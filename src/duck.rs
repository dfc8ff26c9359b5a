//! One bird on screen, and the factory that releases them.

use std::f64::consts::PI;
use std::rc::Rc;

use rand::Rng;
use tracing::debug;

use crate::animation::Animation;
use crate::display::{Drawer, Flip};
use crate::entities::DuckColour;
use crate::textures::{DuckTextures, Texture, Textures};
use crate::timer::Timer;

/// Ducks spawn on this line and are removed once they fall below it.
pub const SPAWN_Y: f64 = 155.0;
pub const SPAWN_X_LOW: i32 = 133;
pub const SPAWN_X_HIGH: i32 = 272;

/// Scores that have their own floating sprite, lowest first.
pub const SCORE_SPRITE_TIERS: [u32; 8] = [500, 800, 1000, 1500, 1600, 2000, 2400, 3000];

const DEAD_POSE_MS: f64 = 500.0;
const FALLING_SPEED: f64 = 0.05;
const FALLING_FPS: f64 = 10.0;
const BASE_FLIGHT_FPS: f64 = 10.0;

const FLIGHT_FRAMES: usize = 3;
const DEAD_FRAMES: usize = 1;
const FALLING_FRAMES: usize = 4;

#[derive(Clone, Copy, Debug, PartialEq, Eq)]
pub enum DuckPose {
    FlyingDiagonal,
    FlyingHorizontal,
    /// Escaping straight up after the player ran out of shots.
    FlyingVertical,
    Dead,
    Falling,
}

/// One animation per pose.  Cloning shares the frame geometry and gives the
/// clone its own playback clock.
#[derive(Clone, Debug)]
pub struct DuckAnimations {
    pub diagonal: Animation,
    pub horizontal: Animation,
    pub vertical: Animation,
    pub dead: Animation,
    pub falling: Animation,
}

impl DuckAnimations {
    pub fn new(textures: &DuckTextures, flight_fps: f64) -> Self {
        Self {
            diagonal: Animation::new(Rc::clone(&textures.diagonal), FLIGHT_FRAMES, flight_fps),
            horizontal: Animation::new(Rc::clone(&textures.horizontal), FLIGHT_FRAMES, flight_fps),
            vertical: Animation::new(Rc::clone(&textures.vertical), FLIGHT_FRAMES, flight_fps),
            dead: Animation::new(Rc::clone(&textures.dead), DEAD_FRAMES, FALLING_FPS),
            falling: Animation::new(Rc::clone(&textures.falling), FALLING_FRAMES, FALLING_FPS),
        }
    }

    pub fn get_mut(&mut self, pose: DuckPose) -> &mut Animation {
        match pose {
            DuckPose::FlyingDiagonal => &mut self.diagonal,
            DuckPose::FlyingHorizontal => &mut self.horizontal,
            DuckPose::FlyingVertical => &mut self.vertical,
            DuckPose::Dead => &mut self.dead,
            DuckPose::Falling => &mut self.falling,
        }
    }

    fn set_flight_fps(&mut self, fps: f64) {
        self.diagonal.reset(fps);
        self.horizontal.reset(fps);
        self.vertical.reset(fps);
    }
}

/// Horizontal world range a duck's left edge may occupy.
#[derive(Clone, Copy, Debug, PartialEq)]
pub struct PlayBounds {
    pub left: f64,
    pub right: f64,
}

impl PlayBounds {
    /// The visible part of the backdrop, with the right edge pulled in by the
    /// duck's width so the whole sprite stays on screen.
    pub fn for_drawer(drawer: &Drawer, duck_width: i32) -> Self {
        let (left, right) = drawer.visible_world_span();
        Self {
            left,
            right: right - duck_width as f64,
        }
    }
}

fn rand_angle(rng: &mut impl Rng, min: f64, max: f64) -> f64 {
    rng.gen_range(min..max)
}

// ── Duck ──────────────────────────────────────────────────────────────────────

#[derive(Clone, Debug)]
pub struct Duck {
    /// Slot 0..10 of the current round.
    pub index: usize,
    pub colour: DuckColour,
    pub x: f64,
    pub y: f64,
    pub alive: bool,

    angle: f64,
    speed: f64,
    score: Option<u32>,
    x_died: i32,
    y_died: i32,
    is_free_of_bush: bool,
    stay_on_screen: bool,
    pose: DuckPose,
    animations: DuckAnimations,
    dead_timer: Timer,
    score_texture: Rc<Texture>,
    bounds: PlayBounds,
}

impl Duck {
    #[allow(clippy::too_many_arguments)]
    pub fn new(
        index: usize,
        colour: DuckColour,
        x: f64,
        y: f64,
        speed: f64,
        score: u32,
        animations: DuckAnimations,
        score_texture: Rc<Texture>,
        bounds: PlayBounds,
        rng: &mut impl Rng,
    ) -> Self {
        let mut dead_timer = Timer::new(DEAD_POSE_MS);
        dead_timer.disable();
        Self {
            index,
            colour,
            x,
            y,
            alive: true,
            angle: rand_angle(rng, PI / 4.0, 3.0 * PI / 4.0),
            speed,
            score: Some(score),
            x_died: 0,
            y_died: 0,
            is_free_of_bush: false,
            stay_on_screen: true,
            pose: DuckPose::FlyingDiagonal,
            animations,
            dead_timer,
            score_texture,
            bounds,
        }
    }

    /// Moves the duck and bounces it off the play area edges with a new
    /// random heading.  A frame that picks a new heading does not move.
    pub fn update(&mut self, delta_time: f64, rng: &mut impl Rng) {
        let new_x = self.x + self.angle.cos() * self.speed * delta_time;
        let new_y = self.y - self.angle.sin() * self.speed * delta_time;
        let mut new_angle = None;

        if self.alive && self.stay_on_screen {
            if new_y < 0.0 {
                new_angle = Some(rand_angle(rng, 7.0 * PI / 6.0, 11.0 * PI / 6.0));
            }
            if new_y > SPAWN_Y - self.height() as f64 {
                if self.is_free_of_bush {
                    new_angle = Some(rand_angle(rng, PI / 4.0, 3.0 * PI / 4.0));
                }
            } else {
                self.is_free_of_bush = true;
            }
            if new_x < self.bounds.left {
                new_angle = Some(rand_angle(rng, 5.0 * PI / 6.0, 18.0 * PI / 6.0) % (2.0 * PI));
            }
            if new_x > self.bounds.right {
                new_angle = Some(rand_angle(rng, 2.0 * PI / 3.0, 4.0 * PI / 3.0));
            }
        }

        match new_angle {
            Some(angle) => {
                self.angle = angle;
                self.pose = if angle.cos().abs() > angle.sin().abs() {
                    DuckPose::FlyingHorizontal
                } else {
                    DuckPose::FlyingDiagonal
                };
            }
            None => {
                self.x = new_x;
                self.y = new_y;
            }
        }

        if self.dead_timer.tick(delta_time) {
            self.pose = DuckPose::Falling;
            self.animations.falling.reset(FALLING_FPS);
            self.speed = FALLING_SPEED;
            self.dead_timer.disable();
        }
    }

    /// Shoots the duck.  Returns its score the first time only.
    pub fn kill(&mut self) -> Option<u32> {
        if !self.alive {
            return None;
        }
        self.alive = false;
        self.pose = DuckPose::Dead;
        self.speed = 0.0;
        self.angle = 3.0 * PI / 2.0;
        self.x_died = self.x as i32;
        self.y_died = self.y as i32;
        self.dead_timer.reset(DEAD_POSE_MS);
        self.dead_timer.enable();
        debug!(index = self.index, colour = ?self.colour, "duck shot");
        self.score.take()
    }

    /// Sends the duck straight up and off the screen for good.
    pub fn fly_up(&mut self) {
        self.stay_on_screen = false;
        self.angle = PI / 2.0;
        self.pose = DuckPose::FlyingVertical;
    }

    pub fn is_on_screen(&self) -> bool {
        let w = self.width() as f64;
        let h = self.height() as f64;
        self.y + h > 0.0 && self.x + w > self.bounds.left && self.x < self.bounds.right + w
    }

    pub fn is_falling(&self) -> bool {
        !self.alive && self.pose == DuckPose::Falling
    }

    pub fn render(&mut self, drawer: &mut Drawer, delta_time: f64) {
        let flip = if self.angle.cos() < 0.0 {
            Flip::Horizontal
        } else {
            Flip::None
        };
        let animation = self.animations.get_mut(self.pose);
        let frame = animation.advance(delta_time);
        drawer.render_texture(animation.texture(), self.x as i32, self.y as i32, Some(frame), flip);
    }

    /// Floating score at the spot the duck was shot.
    pub fn render_score(&self, drawer: &mut Drawer) {
        drawer.blit(&self.score_texture, self.x_died, self.y_died);
    }

    pub fn width(&self) -> i32 {
        self.animations.diagonal.frame_width()
    }

    pub fn height(&self) -> i32 {
        self.animations.diagonal.frame_height()
    }

    /// Heading in radians, counter-clockwise from east.
    pub fn angle(&self) -> f64 {
        self.angle
    }

    pub fn speed(&self) -> f64 {
        self.speed
    }

    pub fn pose(&self) -> DuckPose {
        self.pose
    }

    pub fn animations(&self) -> &DuckAnimations {
        &self.animations
    }
}

// ── Hatchery ──────────────────────────────────────────────────────────────────

/// Releases configured ducks.  Animations are sliced once per colour here and
/// cloned into every duck.
pub struct DuckHatchery {
    blue: DuckAnimations,
    brown: DuckAnimations,
    red: DuckAnimations,
    score_textures: Vec<Rc<Texture>>,
    bounds: PlayBounds,
}

impl DuckHatchery {
    pub fn new(textures: &Textures, drawer: &Drawer) -> Self {
        let slice =
            |colour: DuckColour| DuckAnimations::new(textures.duck(colour), BASE_FLIGHT_FPS);
        let blue = slice(DuckColour::Blue);
        let bounds = PlayBounds::for_drawer(drawer, blue.diagonal.frame_width());
        Self {
            blue,
            brown: slice(DuckColour::Brown),
            red: slice(DuckColour::Red),
            score_textures: textures.duck_scores.clone(),
            bounds,
        }
    }

    /// Recomputes the play area after the terminal was resized.  Ducks
    /// already in the air keep the bounds they were released with.
    pub fn refit(&mut self, drawer: &Drawer) {
        self.bounds = PlayBounds::for_drawer(drawer, self.blue.diagonal.frame_width());
    }

    pub fn bounds(&self) -> PlayBounds {
        self.bounds
    }

    pub fn templates(&self, colour: DuckColour) -> &DuckAnimations {
        match colour {
            DuckColour::Blue => &self.blue,
            DuckColour::Brown => &self.brown,
            DuckColour::Red => &self.red,
        }
    }

    /// The floating sprite for an exact score, or the lowest tier's sprite.
    pub fn score_texture(&self, score: u32) -> Rc<Texture> {
        let tier = SCORE_SPRITE_TIERS.iter().position(|&s| s == score).unwrap_or(0);
        self.score_textures
            .get(tier)
            .or_else(|| self.score_textures.first())
            .cloned()
            .unwrap_or_else(|| Rc::new(Texture::filled(0, 0, None)))
    }

    pub fn new_duck(
        &self,
        colour: DuckColour,
        score: u32,
        round: u32,
        index: usize,
        rng: &mut impl Rng,
    ) -> Duck {
        let speed = 0.05 + 0.01 * round as f64;
        // Spawn inside the play area.
        let x = (rng.gen_range(SPAWN_X_LOW..=SPAWN_X_HIGH) as f64)
            .min(self.bounds.right)
            .max(self.bounds.left);
        let mut animations = self.templates(colour).clone();
        animations.set_flight_fps(BASE_FLIGHT_FPS + round as f64);
        debug!(index, ?colour, x, speed, "releasing duck");
        Duck::new(
            index,
            colour,
            x,
            SPAWN_Y,
            speed,
            score,
            animations,
            self.score_texture(score),
            self.bounds,
            rng,
        )
    }
}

• _EXERCISE_: A single figure is required: how many lines above contain the word "match".

• _SOLUTION TO THE PROBLEM_: 3